Partisan, Autokrat und Friedensvermittler

Marie-Janine Calics Tito-Biographie fasziniert mit ihrer Erzählkunst

Von Franz Sz. HorváthRSS-Newsfeed neuer Artikel von Franz Sz. Horváth

Besprochene Bücher / Literaturhinweise

Leben und Werk Josip Broz Titos (1892–1980) gehören zweifellos zu den spannendsten Kapiteln der europäischen Geschichte des 20. Jahrhunderts. Wie wurde aus einem Bauernsohn eine der einflussreichsten politischen Gestalten Europas nach 1945? Wie schaffte es der Partisanenführer nach dem Zweiten Weltkrieg, die Kroaten und die Serben, die sich davor erbarmungslos abgeschlachtet hatten, erneut in einen gemeinsamen Staat zu zwängen? Und: Wie eng war dieser zweite südslawische Staat an die Person Titos gebunden? Marie-Janine Calic, Lehrstuhlinhaberin an der Ludwig-Maximilians-Universität in München für die Geschichte Ost- und Südosteuropas legt mit Tito – Der ewige Partisan eine meisterhafte Biographie vor, die es schafft, vor dem Hintergrund von Titos Leben die nationalistische Misere Südosteuropas genauso zu beleuchten wie ein Panorama des Ost-West-Konflikts nach 1945 zu entwerfen.

Die Münchener Historikerin beschreibt die riesige Armut, in der Josip Broz am Anfang des 20. Jahrhunderts aufwuchs, seine Lehr- und Wanderjahre in der Monarchie. Die Hinwendung zum Sozialismus erfolgte in russischer Kriegsgefangenschaft, die sich mit der dortigen Oktoberrevolution deckte. Im Königreich Jugoslawien erarbeitete sich Broz allmählich mit seiner Standfestigkeit, seiner Fähigkeit, mit Menschen umzugehen, und mit Gefängnisaufenthalten immer höhere Positionen in der illegalen Partei der Kommunisten. Als Autodidakt eignete er sich die Klassiker des Marxismus an, doch scheiterte zugleich seine erste Ehe aufgrund seiner ständigen Abwesenheit von der Familie. Nach dem Überfall der Wehrmacht auf Jugoslawien 1941 stand es für ihn außer Frage, dass er als Generalsekretär der Partei den kommunistischen Widerstand aus dem Untergrund heraus organisiert. In dieser Zeit legte er sich den Kampf- und Tarnnamen „Tito“ zu, da er in Kroatien ein Allerweltsname war. Der erfolgreiche, jedoch alles andere als ungefährdete und geradlinige Kampf gegen die Besatzer begründete seinen Mythos, den er gerne selbst nährte, und sicherte ihm nach Kriegsende die Herrschaft.

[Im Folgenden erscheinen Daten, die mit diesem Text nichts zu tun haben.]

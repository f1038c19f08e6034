// SPDX-License-Identifier: BUSL-1.1
// Copyright (c) 2026 Alfred Jean LLC

// Allow panic!/unwrap/expect in test code
#![cfg_attr(test, allow(clippy::panic))]
#![cfg_attr(test, allow(clippy::unwrap_used))]
#![cfg_attr(test, allow(clippy::expect_used))]

//! warden-adapters: process-level adapters for the warden supervisor.
//!
//! The [`child::ChildAdapter`] trait is the seam between the engine and
//! the operating system: the real implementation spawns the LLM CLI with
//! tokio and signals it with nix; the fake implementation scripts child
//! behavior for deterministic tests.

pub mod child;

pub use child::{
    ChildAdapter, ChildAdapterError, ChildOutput, ChildSpawnConfig, CliChildAdapter, CliInvocation,
};

#[cfg(any(test, feature = "test-support"))]
pub use child::fake::{ChildCall, FakeChildAdapter, FakeStep};
impl AgentProcess {
    #[allow(clippy::too_many_arguments)]
    pub fn new(
        record: AgentRecord,
        repo: Option<RepoContext>,
        saver: StateSaver,
        batcher: EventBatcher,
        event_store: Arc<EventLogStore>,
        redactor: Arc<SecretRedactor>,
        hooks: ProcessHooks,
        config: ProcessConfig,
    ) -> Arc<Self> {
        Arc::new(Self {
            id: record.id.clone(),
            record: Mutex::new(record),
            repo,
            ring: Mutex::new(EventRing::new(config.ring_capacity, config.ring_bytes)),
            listeners: Arc::new(Mutex::new(Vec::new())),
            next_listener_id: AtomicU64::new(1),
            seen_message_ids: Mutex::new(IndexSet::new()),
            delivery_lock: AtomicBool::new(false),
            live: AtomicBool::new(false),
            interrupt_pending: AtomicBool::new(false),
            op_lock: tokio::sync::Mutex::new(()),
            saver,
            batcher,
            event_store,
            redactor,
            hooks,
            config,
            stall_count: AtomicU32::new(0),
            seen_since_tick: AtomicBool::new(false),
        })
    }

    pub fn id(&self) -> &AgentId {
        &self.id
    }

    pub fn repo(&self) -> Option<&RepoContext> {
        self.repo.as_ref()
    }

    pub fn snapshot(&self) -> AgentRecord {
        self.record.lock().clone()
    }

    pub fn status(&self) -> AgentStatus {
        self.record.lock().status
    }

    /// Mutate the record and hand the new snapshot to the state saver.
    pub fn update_record<F: FnOnce(&mut AgentRecord)>(&self, f: F) -> AgentRecord {
        let snapshot = {
            let mut record = self.record.lock();
            f(&mut record);
            record.clone()
        };
        self.saver.save(snapshot.clone());
        snapshot
    }

    pub fn set_status(&self, status: AgentStatus) -> AgentRecord {
        self.update_record(|record| {
            record.status = status;
            record.last_activity = Utc::now();
        })
    }

    pub fn is_live(&self) -> bool {
        self.live.load(Ordering::SeqCst)
    }

    /// Mark the next child exit as an interrupt preemption.
    pub fn set_interrupt_pending(&self) {
        self.interrupt_pending.store(true, Ordering::SeqCst);
    }

    // ── Delivery lock ───────────────────────────────────────────────────────

    pub fn try_delivery_lock(&self) -> bool {
        self.delivery_lock
            .compare_exchange(false, true, Ordering::SeqCst, Ordering::SeqCst)
            .is_ok()
    }

    pub fn release_delivery_lock(&self) {
        self.delivery_lock.store(false, Ordering::SeqCst);
    }

    pub fn delivery_locked(&self) -> bool {
        self.delivery_lock.load(Ordering::SeqCst)
    }

    // ── Fan-out ─────────────────────────────────────────────────────────────

    /// Register a listener; with `after`, replay history first.
    ///
    /// Replay prefers the in-memory ring. When the requested offset has
    /// been evicted, the pending batch is flushed and the on-disk JSONL is
    /// read from the start instead.
    pub fn subscribe(&self, listener: Listener, after: Option<u64>) -> Subscription {
        if let Some(after) = after {
            let replay = { self.ring.lock().replay(after) };
            match replay {
                Replay::Events(events) => {
                    if !events.is_empty() {
                        listener(&events);
                    }
                }
                Replay::Truncated { earliest } => {
                    tracing::debug!(
                        agent = %self.id,
                        after,
                        earliest,
                        "ring truncated, replaying from event log"
                    );
                    self.batcher.flush();
                    match self.event_store.read_all(self.id.as_str()) {
                        Ok(all) => {
                            let events: Vec<StreamEvent> =
                                all.into_iter().skip(after as usize).collect();
                            if !events.is_empty() {
                                listener(&events);
                            }
                        }
                        Err(e) => {
                            tracing::warn!(agent = %self.id, error = %e, "event log replay failed");
                        }
                    }
                }
            }
        }

        let id = self.next_listener_id.fetch_add(1, Ordering::SeqCst);
        self.listeners.lock().push((id, listener));
        Subscription {
            id,
            listeners: Arc::downgrade(&self.listeners),
        }
    }

    pub fn listener_count(&self) -> usize {
        self.listeners.lock().len()
    }

    pub fn clear_listeners(&self) {
        self.listeners.lock().clear();
    }

    /// Total events ever emitted by this agent.
    pub fn events_total(&self) -> u64 {
        self.ring.lock().total_appended()
    }

    /// Append events to the ring and persist batch, then deliver the batch
    /// to every listener.
    pub fn dispatch(&self, events: &[StreamEvent]) {
        if events.is_empty() {
            return;
        }
        {
            let mut ring = self.ring.lock();
            for event in events {
                let line = serde_json::to_string(event).unwrap_or_default();
                ring.push(event.clone(), line.len());
                self.batcher.append(&line);
            }
        }

        let listeners: Vec<Listener> = {
            let guard = self.listeners.lock();
            guard.iter().map(|(_, l)| Arc::clone(l)).collect()
        };
        for listener in listeners {
            listener(events);
        }
    }

    /// Flush pending persistence (state + events).
    pub fn flush_persistence(&self) {
        self.batcher.flush();
        self.saver.flush();
    }

    // ── Event semantics ─────────────────────────────────────────────────────

    /// Record a message id; false means duplicate (drop the event).
    fn mark_seen(&self, message_id: &str) -> bool {
        let mut seen = self.seen_message_ids.lock();
        if seen.contains(message_id) {
            return false;
        }
        seen.insert(message_id.to_string());
        while seen.len() > self.config.seen_ids_cap {
            seen.shift_remove_index(0);
        }
        true
    }

    /// Parse, sanitize, and apply one stdout line. Accepted events are
    /// pushed onto `batch`; `went_idle` is set on a running→idle result.
    fn ingest_line(&self, line: &str, batch: &mut Vec<StreamEvent>, went_idle: &mut bool) {
        let trimmed = line.trim();
        if trimmed.is_empty() {
            return;
        }
        let value: serde_json::Value = match serde_json::from_str(trimmed) {
            Ok(v) => v,
            Err(e) => {
                tracing::warn!(agent = %self.id, error = %e, "dropping unparseable stdout line");
                return;
            }
        };
        let event = match StreamEvent::from_value(value) {
            Ok(ev) => ev,
            Err(e) => {
                tracing::warn!(agent = %self.id, error = %e, "dropping malformed event");
                return;
            }
        };
        let event = self.redactor.sanitize_event(&event);

        if let Some(message_id) = event.message_id() {
            if !self.mark_seen(message_id) {
                tracing::debug!(agent = %self.id, message_id, "dropping duplicate event");
                return;
            }
        }
        self.seen_since_tick.store(true, Ordering::SeqCst);

        if event.is_system_init() {
            let session_id = event.session_id().map(String::from);
            self.update_record(|record| {
                record.session_id = session_id;
                record.last_activity = Utc::now();
                if record.status == AgentStatus::Starting {
                    record.status = AgentStatus::Running;
                }
            });
        } else if let Some(usage) = event.result_usage() {
            let mut became_idle = false;
            self.update_record(|record| {
                record
                    .usage
                    .accumulate(usage.input_tokens, usage.output_tokens, usage.total_cost_usd);
                record.last_activity = Utc::now();
                if record.status == AgentStatus::Running {
                    record.status = AgentStatus::Idle;
                    became_idle = true;
                }
            });
            if became_idle {
                *went_idle = true;
            }
        } else {
            self.update_record(|record| {
                record.last_activity = Utc::now();
            });
        }

        batch.push(event);
    }

    fn handle_exit(&self, code: Option<i32>) {
        self.live.store(false, Ordering::SeqCst);
        let status = self.status();
        let was_destroy = matches!(status, AgentStatus::Killing | AgentStatus::Destroying);
        let exit_code = i64::from(code.unwrap_or(-1));

        if was_destroy {
            self.dispatch(&[StreamEvent::done(exit_code)]);
        } else if self.interrupt_pending.swap(false, Ordering::SeqCst) {
            // Preempted for an interrupt: the turn is over, not failed.
            // on_idle is deliberately not fired; the interrupt injection
            // follows immediately.
            self.dispatch(&[StreamEvent::done(exit_code)]);
            self.set_status(AgentStatus::Idle);
        } else {
            let mut events = Vec::new();
            // Non-zero exit after a silent stall window also surfaces as a stall
            if code != Some(0) && self.stall_count.load(Ordering::SeqCst) >= 1 {
                events.push(StreamEvent::stalled());
            }
            events.push(StreamEvent::done(exit_code));
            self.dispatch(&events);

            let new_status = if code == Some(0) {
                AgentStatus::Idle
            } else {
                AgentStatus::Error
            };
            self.set_status(new_status);
            if new_status == AgentStatus::Idle && status != AgentStatus::Idle {
                (self.hooks.on_idle)(&self.id);
            }
        }

        self.stall_count.store(0, Ordering::SeqCst);
        (self.hooks.on_exit)(&self.id, code, was_destroy);
    }

    fn handle_disconnect(&self) {
        self.live.store(false, Ordering::SeqCst);
        let status = self.status();
        let was_destroy = matches!(status, AgentStatus::Killing | AgentStatus::Destroying);
        tracing::warn!(agent = %self.id, "output channel closed without exit notification");
        if !was_destroy {
            self.set_status(AgentStatus::Disconnected);
        }
        (self.hooks.on_exit)(&self.id, None, was_destroy);
    }

    fn stall_tick(&self) {
        let status = self.status();
        if !matches!(status, AgentStatus::Running | AgentStatus::Stalled) {
            self.stall_count.store(0, Ordering::SeqCst);
            self.seen_since_tick.store(false, Ordering::SeqCst);
            return;
        }
        if self.seen_since_tick.swap(false, Ordering::SeqCst) {
            self.stall_count.store(0, Ordering::SeqCst);
            return;
        }

        let ticks = self.stall_count.fetch_add(1, Ordering::SeqCst) + 1;
        if ticks == self.config.stall_threshold && status == AgentStatus::Running {
            tracing::warn!(agent = %self.id, ticks, "agent stalled");
            self.dispatch(&[StreamEvent::stalled()]);
            self.set_status(AgentStatus::Stalled);
        } else if ticks > self.config.stall_threshold {
            tracing::warn!(agent = %self.id, ticks, "stall grace expired, reaping");
            self.set_status(AgentStatus::Error);
            (self.hooks.request_reap)(&self.id);
        }
    }
}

Calic beschreibt nicht nur die Überwindung kroatisch-serbischer Gegensätze mitten im Krieg durch den Partisanenführer Tito, sondern auch dessen taktierendes Verhalten gegenüber den Alliierten und sein geradliniges Auftreten der Sowjetunion gegenüber. Nach dem Krieg machte Tito schnell deutlich, dass er als Ministerpräsident von einer Rückkehr zum Königtum der Vorkriegszeit nichts hält. Stattdessen übernahmen die Kommunisten rasch die Herrschaft, doch überwarf sich der selbstbewusste Staatsführer schnell mit Stalin, den er kritisch betrachtete. Die These von einem „Titoismus“ verwirft Calic, sie führt den Bruch zwischen Moskau und Belgrad vielmehr auf Titos im Krieg erwachsenes Selbstbewusstsein, dessen eigenständige Außenpolitik und seinen Wunsch, die Wirtschaft des Landes nicht in allen Fragen den sowjetischen Forderungen unterzuordnen, zurück. Titos Herrschaft bis 1953 charakterisiert Calic als die eines „stalinistischen Autokraten“ bzw. „totalitär“. Die Willkür dieser Zeit, die Morde und den Terror müssen auch Tito bekannt gewesen sein, unterstreicht sie.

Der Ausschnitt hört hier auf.